Exports have also grown, although above all for bulk or cask wine.
Bottled wine exports rose 2.4 percent in volume between mid-2019 and mid-2020 but in that period the dollar price fell 11.4 percent for an eight percent dip in invoicing, according to Bodegas de Argentina, the chamber’s sector.
The fall in invoicing affects the smaller vineyards with less margin to compensate for the reduced prices in volume.
"The increased exports are linked to the cycle in the exchange rate, today we’re really cheap," Mendoza producer Alejandro Vigil explained to AFP with the parallel black market 'blue' exchange rate hitting a record 178 pesos this month.
"Today we can export, which does not necessarily suggest that we will have the same situation. Markets are volatile and move according to price," remarked Vigil.
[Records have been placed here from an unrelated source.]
//! Task model, filters, change set, and wire DTOs.
//!
//! The wire shape keeps the names the web client expects (`title`, `content`,
//! `assignee_id`, `taskLabelIds`, status by slug); storage uses `name`,
//! `description`, status id and a label id set. See `crate::mapper::task`.

use std::collections::BTreeSet;

use chrono::{DateTime, Utc};
use serde::{Deserialize, Serialize};
use validator::Validate;

use crate::models::patch::Patch;
use crate::validation::rules;

/// Stored task joined with its status slug.
#[derive(Debug, Clone, PartialEq)]
pub struct Task {
    pub id: i64,
    pub index: Option<i32>,
    pub name: String,
    pub description: Option<String>,
    pub status_id: i64,
    pub status_slug: String,
    pub assignee_id: Option<i64>,
    pub label_ids: BTreeSet<i64>,
    pub created_at: DateTime<Utc>,
}

#[derive(Debug, Clone, PartialEq)]
pub struct NewTask {
    pub index: Option<i32>,
    pub name: String,
    pub description: Option<String>,
    pub status_id: i64,
    pub assignee_id: Option<i64>,
    pub label_ids: BTreeSet<i64>,
}

/// Column changes for a task update.
///
/// Required columns (`name`, `status_id`) use `Option`; nullable columns and
/// the label set keep the full `Patch` so an explicit null clears them.
#[derive(Debug, Clone, Default, PartialEq)]
pub struct TaskChanges {
    pub index: Patch<i32>,
    pub name: Option<String>,
    pub description: Patch<String>,
    pub status_id: Option<i64>,
    pub assignee_id: Patch<i64>,
    pub label_ids: Patch<BTreeSet<i64>>,
}

/// Query filters for listing tasks. All present filters must match.
#[derive(Debug, Clone, Default, Deserialize)]
#[serde(rename_all = "camelCase")]
pub struct TaskFilter {
    pub title_cont: Option<String>,
    pub assignee_id: Option<i64>,
    pub status: Option<String>,
    pub label_id: Option<i64>,
}

impl TaskFilter {
    /// Evaluate the filter against a task in memory.
    pub fn matches(&self, task: &Task) -> bool {
        if let Some(ref needle) = self.title_cont {
            if !task.name.to_lowercase().contains(&needle.to_lowercase()) {
                return false;
            }
        }
        if let Some(assignee) = self.assignee_id {
            if task.assignee_id != Some(assignee) {
                return false;
            }
        }
        if let Some(ref slug) = self.status {
            if &task.status_slug != slug {
                return false;
            }
        }
        if let Some(label) = self.label_id {
            if !task.label_ids.contains(&label) {
                return false;
            }
        }
        true
    }
}

#[derive(Debug, Clone, Serialize, Deserialize)]
pub struct TaskResponse {
    pub id: i64,
    pub index: Option<i32>,
    #[serde(rename = "createdAt")]
    pub created_at: DateTime<Utc>,
    pub assignee_id: Option<i64>,
    pub title: String,
    pub content: Option<String>,
    pub status: String,
    #[serde(rename = "taskLabelIds")]
    pub task_label_ids: Vec<i64>,
}

#[derive(Debug, Clone, Serialize, Deserialize, Validate)]
pub struct CreateTask {
    pub index: Option<i32>,
    pub assignee_id: Option<i64>,
    #[validate(
        required(message = "Title cannot be null."),
        length(min = 1, message = "Title must contain at least 1 character.")
    )]
    pub title: Option<String>,
    pub content: Option<String>,
    #[validate(
        required(message = "Status cannot be empty."),
        custom(function = "rules::not_blank")
    )]
    pub status: Option<String>,
    #[serde(default, rename = "taskLabelIds")]
    pub task_label_ids: BTreeSet<i64>,
}

#[derive(Debug, Clone, Default, Serialize, Deserialize, Validate)]
#[serde(default)]
pub struct UpdateTask {
    #[serde(skip_serializing_if = "Patch::is_absent")]
    pub index: Patch<i32>,
    #[serde(skip_serializing_if = "Patch::is_absent")]
    pub assignee_id: Patch<i64>,
    #[serde(skip_serializing_if = "Patch::is_absent")]
    #[validate(custom(function = "rules::patch_title"))]
    pub title: Patch<String>,
    #[serde(skip_serializing_if = "Patch::is_absent")]
    pub content: Patch<String>,
    #[serde(skip_serializing_if = "Patch::is_absent")]
    #[validate(custom(function = "rules::patch_task_status"))]
    pub status: Patch<String>,
    #[serde(rename = "taskLabelIds", skip_serializing_if = "Patch::is_absent")]
    pub task_label_ids: Patch<BTreeSet<i64>>,
}
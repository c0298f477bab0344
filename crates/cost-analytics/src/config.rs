//! Configuration for the analytics models
//!
//! Every field has a default, so an empty TOML file is a valid configuration.
//! Deployments usually only override the instance catalog and a few
//! thresholds, either in the file or through `COST_ANALYTICS_*` variables.

use crate::anomaly::IsolationForestParams;
use crate::error::{CostAnalyticsError, CostAnalyticsResult};
use crate::forecast::ForecastStrategy;
use crate::rightsizing::InstanceCatalog;
use serde::{Deserialize, Serialize};
use std::path::Path;
use std::str::FromStr;
use tracing::{debug, warn};

/// Top-level configuration
#[derive(Debug, Clone, Default, Serialize, Deserialize)]
pub struct AnalyticsConfig {
    /// Anomaly detector settings
    #[serde(default)]
    pub anomaly: AnomalyDetectorConfig,
    /// Forecaster settings
    #[serde(default)]
    pub forecast: ForecasterConfig,
    /// Right-sizer settings
    #[serde(default)]
    pub rightsizing: RightSizerConfig,
    /// Size/price catalog used by the right-sizer
    #[serde(default)]
    pub catalog: InstanceCatalog,
}

/// Anomaly detector configuration
#[derive(Debug, Clone, PartialEq, Serialize, Deserialize)]
pub struct AnomalyDetectorConfig {
    /// Minimum observations accepted by `train`
    #[serde(default = "default_min_training_samples")]
    pub min_training_samples: usize,
    /// Training window in days
    #[serde(default = "default_window_days")]
    pub lookback_days: u32,
    /// Maximum window scored by `detect`
    #[serde(default = "default_window_days")]
    pub detection_window_days: u32,
    /// Rows scoring below this are flagged even without an outlier vote
    #[serde(default = "default_score_threshold")]
    pub score_threshold: f64,
    /// Trees in the ensemble
    #[serde(default = "default_n_estimators")]
    pub n_estimators: usize,
    /// Rows drawn per tree
    #[serde(default = "default_max_samples")]
    pub max_samples: usize,
    /// Expected outlier fraction
    #[serde(default = "default_contamination")]
    pub contamination: f64,
    /// Sample rows with replacement
    #[serde(default)]
    pub bootstrap: bool,
    /// RNG seed
    #[serde(default = "default_seed")]
    pub seed: u64,
}

fn default_min_training_samples() -> usize {
    10
}
fn default_window_days() -> u32 {
    90
}
fn default_score_threshold() -> f64 {
    -0.1
}
fn default_n_estimators() -> usize {
    100
}
fn default_max_samples() -> usize {
    256
}
fn default_contamination() -> f64 {
    0.1
}
fn default_seed() -> u64 {
    42
}

impl Default for AnomalyDetectorConfig {
    fn default() -> Self {
        Self {
            min_training_samples: default_min_training_samples(),
            lookback_days: default_window_days(),
            detection_window_days: default_window_days(),
            score_threshold: default_score_threshold(),
            n_estimators: default_n_estimators(),
            max_samples: default_max_samples(),
            contamination: default_contamination(),
            bootstrap: false,
            seed: default_seed(),
        }
    }
}

impl AnomalyDetectorConfig {
    /// Isolation forest hyperparameters
    pub fn forest_params(&self) -> IsolationForestParams {
        IsolationForestParams {
            n_estimators: self.n_estimators,
            max_samples: self.max_samples,
            contamination: self.contamination,
            bootstrap: self.bootstrap,
            seed: self.seed,
        }
    }
}

/// Forecaster configuration
#[derive(Debug, Clone, PartialEq, Serialize, Deserialize)]
pub struct ForecasterConfig {
    /// Model family, fixed for the lifetime of a forecaster
    #[serde(default)]
    pub strategy: ForecastStrategy,
    /// Prediction interval coverage for the seasonal model
    #[serde(default = "default_interval_width")]
    pub interval_width: f64,
    /// History needed before yearly seasonality is modeled
    #[serde(default = "default_yearly_min_days")]
    pub yearly_seasonality_min_days: usize,
    /// Symmetric band around linear predictions, as a fraction
    #[serde(default = "default_linear_band")]
    pub linear_band: f64,
    /// Relative change (percent) between first and last week that counts as a trend
    #[serde(default = "default_trend_threshold_pct")]
    pub summary_trend_threshold_pct: f64,
}

fn default_interval_width() -> f64 {
    0.95
}
fn default_yearly_min_days() -> usize {
    365
}
fn default_linear_band() -> f64 {
    0.10
}
fn default_trend_threshold_pct() -> f64 {
    5.0
}

impl Default for ForecasterConfig {
    fn default() -> Self {
        Self {
            strategy: ForecastStrategy::default(),
            interval_width: default_interval_width(),
            yearly_seasonality_min_days: default_yearly_min_days(),
            linear_band: default_linear_band(),
            summary_trend_threshold_pct: default_trend_threshold_pct(),
        }
    }
}

/// Right-sizer configuration
#[derive(Debug, Clone, PartialEq, Serialize, Deserialize)]
pub struct RightSizerConfig {
    /// Multiplier applied to p95 utilization
    #[serde(default = "default_headroom")]
    pub headroom: f64,
    /// Recommendations saving less than this percent are dropped
    #[serde(default = "default_min_savings_pct")]
    pub min_savings_pct: f64,
    /// p95 CPU or memory above this is high risk
    #[serde(default = "default_high_risk_utilization")]
    pub high_risk_utilization: f64,
    /// Headroom-scaled target above this is medium risk
    #[serde(default = "default_medium_risk_target")]
    pub medium_risk_target: f64,
}

fn default_headroom() -> f64 {
    1.2
}
fn default_min_savings_pct() -> f64 {
    10.0
}
fn default_high_risk_utilization() -> f64 {
    80.0
}
fn default_medium_risk_target() -> f64 {
    90.0
}

impl Default for RightSizerConfig {
    fn default() -> Self {
        Self {
            headroom: default_headroom(),
            min_savings_pct: default_min_savings_pct(),
            high_risk_utilization: default_high_risk_utilization(),
            medium_risk_target: default_medium_risk_target(),
        }
    }
}

impl AnalyticsConfig {
    /// Load and validate a TOML file
    pub fn load_from(path: impl AsRef<Path>) -> CostAnalyticsResult<Self> {
        let contents = std::fs::read_to_string(path.as_ref())?;
        let config: Self = toml::from_str(&contents)?;
        config.validate()?;
        debug!(path = %path.as_ref().display(), "Loaded analytics configuration");
        Ok(config)
    }

    /// Apply `COST_ANALYTICS_*` environment overrides
    pub fn apply_env_overrides(&mut self) {
        self.apply_overrides_from(|key| std::env::var(key).ok());
    }

    /// Apply overrides from an arbitrary key lookup
    pub fn apply_overrides_from(&mut self, lookup: impl Fn(&str) -> Option<String>) {
        if let Some(v) = parse_value(&lookup, "COST_ANALYTICS_LOOKBACK_DAYS") {
            self.anomaly.lookback_days = v;
        }
        if let Some(v) = parse_value(&lookup, "COST_ANALYTICS_DETECTION_WINDOW_DAYS") {
            self.anomaly.detection_window_days = v;
        }
        if let Some(v) = parse_value(&lookup, "COST_ANALYTICS_SCORE_THRESHOLD") {
            self.anomaly.score_threshold = v;
        }
        if let Some(v) = parse_value(&lookup, "COST_ANALYTICS_CONTAMINATION") {
            self.anomaly.contamination = v;
        }
        if let Some(v) = parse_value(&lookup, "COST_ANALYTICS_FORECAST_STRATEGY") {
            self.forecast.strategy = v;
        }
        if let Some(v) = parse_value(&lookup, "COST_ANALYTICS_INTERVAL_WIDTH") {
            self.forecast.interval_width = v;
        }
        if let Some(v) = parse_value(&lookup, "COST_ANALYTICS_HEADROOM") {
            self.rightsizing.headroom = v;
        }
        if let Some(v) = parse_value(&lookup, "COST_ANALYTICS_MIN_SAVINGS_PCT") {
            self.rightsizing.min_savings_pct = v;
        }
    }

    /// Reject values the models cannot work with
    pub fn validate(&self) -> CostAnalyticsResult<()> {
        let invalid = |message: String| Err(CostAnalyticsError::ConfigurationError { message });

        if self.anomaly.min_training_samples < 2 {
            return invalid("anomaly.min_training_samples must be at least 2".to_string());
        }
        if self.anomaly.lookback_days == 0 || self.anomaly.detection_window_days == 0 {
            return invalid("anomaly windows must be at least one day".to_string());
        }
        if !(self.anomaly.contamination > 0.0 && self.anomaly.contamination <= 0.5) {
            return invalid(format!(
                "anomaly.contamination must be in (0, 0.5], got {}",
                self.anomaly.contamination
            ));
        }
        if self.anomaly.n_estimators == 0 || self.anomaly.max_samples == 0 {
            return invalid("anomaly.n_estimators and max_samples must be positive".to_string());
        }
        if !(self.forecast.interval_width > 0.0 && self.forecast.interval_width < 1.0) {
            return invalid(format!(
                "forecast.interval_width must be in (0, 1), got {}",
                self.forecast.interval_width
            ));
        }
        if !(0.0..1.0).contains(&self.forecast.linear_band) {
            return invalid(format!(
                "forecast.linear_band must be in [0, 1), got {}",
                self.forecast.linear_band
            ));
        }
        if self.rightsizing.headroom < 1.0 {
            return invalid(format!(
                "rightsizing.headroom must be at least 1.0, got {}",
                self.rightsizing.headroom
            ));
        }
        if !(0.0..100.0).contains(&self.rightsizing.min_savings_pct) {
            return invalid(format!(
                "rightsizing.min_savings_pct must be in [0, 100), got {}",
                self.rightsizing.min_savings_pct
            ));
        }
        self.catalog.validate()
    }
}

fn parse_value<T: FromStr>(lookup: &impl Fn(&str) -> Option<String>, key: &str) -> Option<T> {
    let raw = lookup(key)?;
    match raw.trim().parse() {
        Ok(value) => Some(value),
        Err(_) => {
            warn!(key, value = %raw, "Ignoring unparsable configuration override");
            None
        }
    }
}

#[cfg(test)]
mod tests {
    use super::*;
    use std::collections::HashMap;
    use std::io::Write;

    #[test]
    fn test_default_config() {
        let config = AnalyticsConfig::default();
        assert_eq!(config.anomaly.min_training_samples, 10);
        assert_eq!(config.anomaly.lookback_days, 90);
        assert_eq!(config.anomaly.score_threshold, -0.1);
        assert_eq!(config.anomaly.n_estimators, 100);
        assert_eq!(config.anomaly.contamination, 0.1);
        assert!(!config.anomaly.bootstrap);
        assert_eq!(config.forecast.interval_width, 0.95);
        assert_eq!(config.rightsizing.headroom, 1.2);
        assert_eq!(config.rightsizing.min_savings_pct, 10.0);
        assert!(config.validate().is_ok());
    }

    #[test]
    fn test_empty_toml_is_default() {
        let config: AnalyticsConfig = toml::from_str("").unwrap();
        assert_eq!(config.anomaly, AnomalyDetectorConfig::default());
        assert_eq!(config.forecast, ForecasterConfig::default());
        assert!(config.catalog.get("m5.large").is_some());
    }

    #[test]
    fn test_partial_toml() {
        let toml_str = r#"
            [anomaly]
            lookback_days = 60
            score_threshold = -0.15

            [forecast]
            strategy = "linear_trend"

            [rightsizing]
            min_savings_pct = 20.0
        "#;
        let config: AnalyticsConfig = toml::from_str(toml_str).unwrap();
        assert_eq!(config.anomaly.lookback_days, 60);
        assert_eq!(config.anomaly.score_threshold, -0.15);
        assert_eq!(config.anomaly.n_estimators, 100);
        assert_eq!(config.forecast.strategy, ForecastStrategy::LinearTrend);
        assert_eq!(config.rightsizing.min_savings_pct, 20.0);
        assert_eq!(config.rightsizing.headroom, 1.2);
    }

    #[test]
    fn test_load_from_file() {
        let mut file = tempfile::NamedTempFile::new().unwrap();
        writeln!(file, "[anomaly]\ncontamination = 0.05").unwrap();

        let config = AnalyticsConfig::load_from(file.path()).unwrap();
        assert_eq!(config.anomaly.contamination, 0.05);
    }

    #[test]
    fn test_load_rejects_invalid_values() {
        let mut file = tempfile::NamedTempFile::new().unwrap();
        writeln!(file, "[rightsizing]\nheadroom = 0.5").unwrap();

        let err = AnalyticsConfig::load_from(file.path()).unwrap_err();
        assert!(matches!(err, CostAnalyticsError::ConfigurationError { .. }));
    }

    #[test]
    fn test_overrides() {
        let vars: HashMap<&str, &str> = HashMap::from([
            ("COST_ANALYTICS_LOOKBACK_DAYS", "45"),
            ("COST_ANALYTICS_FORECAST_STRATEGY", "linear_trend"),
            ("COST_ANALYTICS_MIN_SAVINGS_PCT", "not-a-number"),
        ]);

        let mut config = AnalyticsConfig::default();
        config.apply_overrides_from(|key| vars.get(key).map(|v| v.to_string()));

        assert_eq!(config.anomaly.lookback_days, 45);
        assert_eq!(config.forecast.strategy, ForecastStrategy::LinearTrend);
        // Unparsable values are ignored
        assert_eq!(config.rightsizing.min_savings_pct, 10.0);
    }

    #[test]
    fn test_validation_errors() {
        let mut config = AnalyticsConfig::default();
        config.anomaly.contamination = 0.0;
        assert!(config.validate().is_err());

        let mut config = AnalyticsConfig::default();
        config.forecast.interval_width = 1.0;
        assert!(config.validate().is_err());

        let mut config = AnalyticsConfig::default();
        config.anomaly.lookback_days = 0;
        assert!(config.validate().is_err());
    }
}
Early in October the government raised export duty refunds at all levels (from grape must to the finished product, including sparkling wines) from three to seven percent, also extending benefits with the aim of raising wine exports from 700 million to a billion bottles annually.
Missing foreign tourism
The Valle de Uco vineyard corridor is a wine-tasting circuit which provides nine percent of the sector’s income but with frontiers closed and circulation restricted, these vineyards only receive local tourism.
In the midst of a mountain landscape and surrounded by vineyards, these centres offer open-air or virtual wine-tasting, the latter by sending bottles to a given address.
"In Mendoza, wine-tasting tourism is designed for a certain public arriving weekly from abroad so that it’s oversized and cannot be covered by domestic Mendoza tourism but, well, we keep it ticking," indicated Vigil.
The industry cannot escape the evolution of the pandemic and the economic context. For some weeks the focus of contagion has been transferring from the Buenos Aires metropolitan area to outlying provinces, including Mendoza.
Argentina ended the first half of the year with the highest unemployment in 15 years (13 percent), 40.9 percent below the poverty line and an economic slump projected at 9.9 percent by the International Monetary Fund (updated this week to 11.8 percent).